Print each of the entries exactly, leaving nothing out.

(Saved data entries)
#####
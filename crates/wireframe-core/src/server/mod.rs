//! Per-connection lifecycle: parse → route → invoke → decide keep-alive,
//! with a WebSocket handoff branching off after a successful upgrade
//! response. Transport-agnostic — callers (the TCP listener in
//! `wireframe-transport-tcp`, or a test harness) supply any
//! `AsyncRead + AsyncWrite` endpoint, already past any TLS handshake.

use std::future::Future;
use std::pin::Pin;
use std::sync::Arc;

use tokio::io::{split, AsyncRead, AsyncWrite, ReadBuf};

use crate::config::ServerConfig;
use crate::error::{codes, WireError};
use crate::io::{ReadOutcome, Reader, Writer};
use crate::message::{Request, Response};
use crate::router::Router;
use crate::ws::{WsHandle, WsReader, WsWriter};

/// A stream's already-buffered bytes replayed before further reads are
/// delegated to the real stream — used to hand a connection's leftover
/// bytes from the HTTP reader over to the WebSocket frame decoder without
/// losing them.
pub struct PrefixedStream<R> {
    leftover: std::io::Cursor<Vec<u8>>,
    inner: R,
}

impl<R: AsyncRead + Unpin> AsyncRead for PrefixedStream<R> {
    fn poll_read(
        self: Pin<&mut Self>,
        cx: &mut std::task::Context<'_>,
        buf: &mut ReadBuf<'_>,
    ) -> std::task::Poll<std::io::Result<()>> {
        let this = self.get_mut();
        if (this.leftover.position() as usize) < this.leftover.get_ref().len() {
            use std::io::Read;
            let mut tmp = vec![0u8; buf.remaining()];
            let n = this.leftover.read(&mut tmp)?;
            buf.put_slice(&tmp[..n]);
            return std::task::Poll::Ready(Ok(()));
        }
        Pin::new(&mut this.inner).poll_read(cx, buf)
    }
}

type BoxedRead = Box<dyn AsyncRead + Send + Unpin>;
type BoxedWrite = Box<dyn AsyncWrite + Send + Unpin>;

pub type BoxedWsReader = WsReader<PrefixedStream<BoxedRead>, BoxedWrite>;
pub type BoxedWsWriter = WsHandle<BoxedWrite>;

/// A handler invoked once a WebSocket upgrade succeeds, taking ownership
/// of the connection for the rest of its life.
pub trait WsHandler: Send + Sync {
    fn call(
        &self,
        reader: BoxedWsReader,
        writer: BoxedWsWriter,
    ) -> Pin<Box<dyn Future<Output = ()> + Send>>;
}

impl<F, Fut> WsHandler for F
where
    F: Fn(BoxedWsReader, BoxedWsWriter) -> Fut + Send + Sync,
    Fut: Future<Output = ()> + Send + 'static,
{
    fn call(&self, reader: BoxedWsReader, writer: BoxedWsWriter) -> Pin<Box<dyn Future<Output = ()> + Send>> {
        Box::pin(self(reader, writer))
    }
}

/// Drive one accepted connection to completion: repeatedly parse a
/// request, dispatch it through `router`, and emit the response, honoring
/// HTTP/1.0 vs 1.1 keep-alive defaults — until the peer closes, a fatal
/// error occurs, or a WebSocket upgrade hands the connection off to
/// `ws_handler`.
pub async fn serve_connection<S>(
    stream: S,
    router: Arc<Router>,
    config: Arc<ServerConfig>,
    ws_handler: Option<Arc<dyn WsHandler>>,
) -> Result<(), WireError>
where
    S: AsyncRead + AsyncWrite + Unpin + Send + 'static,
{
    tracing::debug!("connection accepted");
    let (read_half, write_half) = split(stream);
    let mut reader = Reader::with_limits(read_half, config.ring_buffer_size, config.max_header_size);
    let mut writer = Writer::new(write_half);

    let result = loop {
        let req = match read_full_request(&mut reader).await {
            Ok(Some(req)) => req,
            Ok(None) => break Ok(()),
            Err(e) => break Err(e),
        };

        let keep_alive = req.wants_keep_alive();
        let path = req.path().to_string();

        if req.is_websocket_upgrade() {
            tracing::debug!(%path, "upgrading connection to websocket");
            break handle_upgrade(req, reader, writer, ws_handler).await;
        }

        let resp = match router.dispatch(req).await {
            Ok(resp) => resp,
            Err(e) => {
                tracing::warn!(%path, code = e.code(), "request dispatch failed");
                let forces_close = e.forces_close();
                let resp = Response::from_wire_error(&e);
                writer.send_response_full(resp).await?;
                if forces_close {
                    break Ok(());
                }
                reader.begin_next_request();
                continue;
            }
        };
        writer.send_response_full(resp).await?;

        if !keep_alive {
            break Ok(());
        }
        reader.begin_next_request();
    };

    match &result {
        Ok(()) => tracing::debug!("connection closed"),
        Err(e) => tracing::warn!(code = e.code(), "connection closed with error"),
    }
    result
}

async fn read_full_request<S: AsyncRead + Unpin>(
    reader: &mut Reader<S>,
) -> Result<Option<Request>, WireError> {
    loop {
        match reader.get_request().await {
            Ok(ReadOutcome::Complete(req)) => return Ok(Some(req)),
            Ok(ReadOutcome::Pending) => continue,
            Err(e) if e.code() == codes::CONNECTION_CLOSE => return Ok(None),
            Err(e) => return Err(e),
        }
    }
}

async fn handle_upgrade<S>(
    req: Request,
    reader: Reader<S>,
    mut writer: Writer<S>,
    ws_handler: Option<Arc<dyn WsHandler>>,
) -> Result<(), WireError>
where
    S: AsyncRead + AsyncWrite + Unpin + Send + 'static,
{
    match crate::ws::validate_upgrade_request(&req) {
        Ok(key) => {
            let resp = crate::ws::build_upgrade_response(key, None);
            while !writer.send_response(&resp).await? {}
            let Some(handler) = ws_handler else {
                return Ok(());
            };
            let (read_half, leftover) = reader.into_parts();
            let boxed_read: BoxedRead = Box::new(read_half);
            let boxed_write: BoxedWrite = Box::new(writer.into_inner());
            let ws_writer = WsWriter::new(boxed_write, crate::ws::Role::Server);
            let (ws_reader, ws_handle) = WsReader::new(
                PrefixedStream {
                    leftover: std::io::Cursor::new(leftover),
                    inner: boxed_read,
                },
                ws_writer,
            );
            handler.call(ws_reader, ws_handle).await;
            Ok(())
        }
        Err(e) => {
            tracing::warn!(code = e.code(), "websocket upgrade rejected");
            let resp = Response::from_wire_error(&e);
            while !writer.send_response(&resp).await? {}
            Ok(())
        }
    }
}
#####
** EXERCISE RESPONSE **
filename crates/wireframe-core/src/server/mod.rs
//! Per-connection lifecycle: parse → route → invoke → decide keep-alive,
//! with a WebSocket handoff branching off after a successful upgrade
//! response. Transport-agnostic — callers (the TCP listener in
//! `wireframe-transport-tcp`, or a test harness) supply any
//! `AsyncRead + AsyncWrite` endpoint, already past any TLS handshake.

use std::future::Future;
use std::pin::Pin;
use std::sync::Arc;

use tokio::io::{split, AsyncRead, AsyncWrite, ReadBuf};

use crate::config::ServerConfig;
use crate::error::{codes, WireError};
use crate::io::{ReadOutcome, Reader, Writer};
use crate::message::{Request, Response};
use crate::router::Router;
use crate::ws::{WsHandle, WsReader, WsWriter};

/// A stream's already-buffered bytes replayed before further reads are
/// delegated to the real stream — used to hand a connection's leftover
/// bytes from the HTTP reader over to the WebSocket frame decoder without
/// losing them.
pub struct PrefixedStream<R> {
    leftover: std::io::Cursor<Vec<u8>>,
    inner: R,
}

impl<R: AsyncRead + Unpin> AsyncRead for PrefixedStream<R> {
    fn poll_read(
        self: Pin<&mut Self>,
        cx: &mut std::task::Context<'_>,
        buf: &mut ReadBuf<'_>,
    ) -> std::task::Poll<std::io::Result<()>> {
        let this = self.get_mut();
        if (this.leftover.position() as usize) < this.leftover.get_ref().len() {
            use std::io::Read;
            let mut tmp = vec![0u8; buf.remaining()];
            let n = this.leftover.read(&mut tmp)?;
            buf.put_slice(&tmp[..n]);
            return std::task::Poll::Ready(Ok(()));
        }
        Pin::new(&mut this.inner).poll_read(cx, buf)
    }
}

type BoxedRead = Box<dyn AsyncRead + Send + Unpin>;
type BoxedWrite = Box<dyn AsyncWrite + Send + Unpin>;

pub type BoxedWsReader = WsReader<PrefixedStream<BoxedRead>, BoxedWrite>;
pub type BoxedWsWriter = WsHandle<BoxedWrite>;

/// A handler invoked once a WebSocket upgrade succeeds, taking ownership
/// of the connection for the rest of its life.
pub trait WsHandler: Send + Sync {
    fn call(
        &self,
        reader: BoxedWsReader,
        writer: BoxedWsWriter,
    ) -> Pin<Box<dyn Future<Output = ()> + Send>>;
}

impl<F, Fut> WsHandler for F
where
    F: Fn(BoxedWsReader, BoxedWsWriter) -> Fut + Send + Sync,
    Fut: Future<Output = ()> + Send + 'static,
{
    fn call(&self, reader: BoxedWsReader, writer: BoxedWsWriter) -> Pin<Box<dyn Future<Output = ()> + Send>> {
        Box::pin(self(reader, writer))
    }
}

/// Drive one accepted connection to completion: repeatedly parse a
/// request, dispatch it through `router`, and emit the response, honoring
/// HTTP/1.0 vs 1.1 keep-alive defaults — until the peer closes, a fatal
/// error occurs, or a WebSocket upgrade hands the connection off to
/// `ws_handler`.
pub async fn serve_connection<S>(
    stream: S,
    router: Arc<Router>,
    config: Arc<ServerConfig>,
    ws_handler: Option<Arc<dyn WsHandler>>,
) -> Result<(), WireError>
where
    S: AsyncRead + AsyncWrite + Unpin + Send + 'static,
{
    tracing::debug!("connection accepted");
    let (read_half, write_half) = split(stream);
    let mut reader = Reader::with_limits(read_half, config.ring_buffer_size, config.max_header_size);
    let mut writer = Writer::new(write_half);

    let result = loop {
        let req = match read_full_request(&mut reader).await {
            Ok(Some(req)) => req,
            Ok(None) => break Ok(()),
            Err(e) => break Err(e),
        };

        let keep_alive = req.wants_keep_alive();
        let path = req.path().to_string();

        if req.is_websocket_upgrade() {
            tracing::debug!(%path, "upgrading connection to websocket");
            break handle_upgrade(req, reader, writer, ws_handler).await;
        }

        let resp = match router.dispatch(req).await {
            Ok(resp) => resp,
            Err(e) => {
                tracing::warn!(%path, code = e.code(), "request dispatch failed");
                let forces_close = e.forces_close();
                let resp = Response::from_wire_error(&e);
                writer.send_response_full(resp).await?;
                if forces_close {
                    break Ok(());
                }
                reader.begin_next_request();
                continue;
            }
        };
        writer.send_response_full(resp).await?;

        if !keep_alive {
            break Ok(());
        }
        reader.begin_next_request();
    };

    match &result {
        Ok(()) => tracing::debug!("connection closed"),
        Err(e) => tracing::warn!(code = e.code(), "connection closed with error"),
    }
    result
}

async fn read_full_request<S: AsyncRead + Unpin>(
    reader: &mut Reader<S>,
) -> Result<Option<Request>, WireError> {
    loop {
        match reader.get_request().await {
            Ok(ReadOutcome::Complete(req)) => return Ok(Some(req)),
            Ok(ReadOutcome::Pending) => continue,
            Err(e) if e.code() == codes::CONNECTION_CLOSE => return Ok(None),
            Err(e) => return Err(e),
        }
    }
}

async fn handle_upgrade<S>(
    req: Request,
    reader: Reader<S>,
    mut writer: Writer<S>,
    ws_handler: Option<Arc<dyn WsHandler>>,
) -> Result<(), WireError>
where
    S: AsyncRead + AsyncWrite + Unpin + Send + 'static,
{
    match crate::ws::validate_upgrade_request(&req) {
        Ok(key) => {
            let resp = crate::ws::build_upgrade_response(key, None);
            while !writer.send_response(&resp).await? {}
            let Some(handler) = ws_handler else {
                return Ok(());
            };
            let (read_half, leftover) = reader.into_parts();
            let boxed_read: BoxedRead = Box::new(read_half);
            let boxed_write: BoxedWrite = Box::new(writer.into_inner());
            let ws_writer = WsWriter::new(boxed_write, crate::ws::Role::Server);
            let (ws_reader, ws_handle) = WsReader::new(
                PrefixedStream {
                    leftover: std::io::Cursor::new(leftover),
                    inner: boxed_read,
                },
                ws_writer,
            );
            handler.call(ws_reader, ws_handle).await;
            Ok(())
        }
        Err(e) => {
            tracing::warn!(code = e.code(), "websocket upgrade rejected");
            let resp = Response::from_wire_error(&e);
            while !writer.send_response(&resp).await? {}
            Ok(())
        }
    }
}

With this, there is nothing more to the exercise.